TASK BRIEF
The listing should be printed again without a single change.

RECORDS SUPPLIED
#####
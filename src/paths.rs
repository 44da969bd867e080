// SPDX-License-Identifier: MIT OR Apache-2.0

//! Canonical path form used for all state keys and manifest comparisons.
//!
//! Canonical means: forward-slash separators, no trailing separator, no
//! surrounding double quotes. An entry that is empty after stripping is
//! treated as absent (manifests encode ADD/DELETE with an empty side).

/// Normalize a raw path string to canonical form.
pub fn normalize(raw: &str) -> String {
    if raw.is_empty() {
        return String::new();
    }
    let mut path = strip_quotes(raw).replace('\\', "/");
    while path.ends_with('/') {
        path.pop();
    }
    path
}

/// Strip one pair of surrounding double quotes, if present.
pub fn strip_quotes(s: &str) -> &str {
    if s.len() > 2 && s.starts_with('"') {
        if s.ends_with('"') {
            return &s[1..s.len() - 1];
        }
        tracing::error!("unbalanced double quote in {s}");
    }
    s
}

/// Wrap a path in double quotes unless it already is.
pub fn quote(s: &str) -> String {
    if s.starts_with('"') {
        s.to_string()
    } else {
        format!("\"{s}\"")
    }
}

/// Lowercased final extension of a path, quote-tolerant.
///
/// `"photo.JPG"` and `photo.JPG` both yield `jpg`. A path without a dot
/// yields the whole file name, matching how the non-compress extension list
/// is applied.
pub fn extension_lower(path: &str) -> String {
    let mut ext = path
        .rsplit('.')
        .next()
        .unwrap_or(path)
        .to_ascii_lowercase();
    if ext.ends_with('"') {
        ext.pop();
    }
    ext
}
#####
RESPONSE BOX
filename src/paths.rs
repository 44da969bd867e080
// SPDX-License-Identifier: MIT OR Apache-2.0

//! Canonical path form used for all state keys and manifest comparisons.
//!
//! Canonical means: forward-slash separators, no trailing separator, no
//! surrounding double quotes. An entry that is empty after stripping is
//! treated as absent (manifests encode ADD/DELETE with an empty side).

/// Normalize a raw path string to canonical form.
pub fn normalize(raw: &str) -> String {
    if raw.is_empty() {
        return String::new();
    }
    let mut path = strip_quotes(raw).replace('\\', "/");
    while path.ends_with('/') {
        path.pop();
    }
    path
}

/// Strip one pair of surrounding double quotes, if present.
pub fn strip_quotes(s: &str) -> &str {
    if s.len() > 2 && s.starts_with('"') {
        if s.ends_with('"') {
            return &s[1..s.len() - 1];
        }
        tracing::error!("unbalanced double quote in {s}");
    }
    s
}

/// Wrap a path in double quotes unless it already is.
pub fn quote(s: &str) -> String {
    if s.starts_with('"') {
        s.to_string()
    } else {
        format!("\"{s}\"")
    }
}

/// Lowercased final extension of a path, quote-tolerant.
///
/// `"photo.JPG"` and `photo.JPG` both yield `jpg`. A path without a dot
/// yields the whole file name, matching how the non-compress extension list
/// is applied.
pub fn extension_lower(path: &str) -> String {
    let mut ext = path
        .rsplit('.')
        .next()
        .unwrap_or(path)
        .to_ascii_lowercase();
    if ext.ends_with('"') {
        ext.pop();
    }
    ext
}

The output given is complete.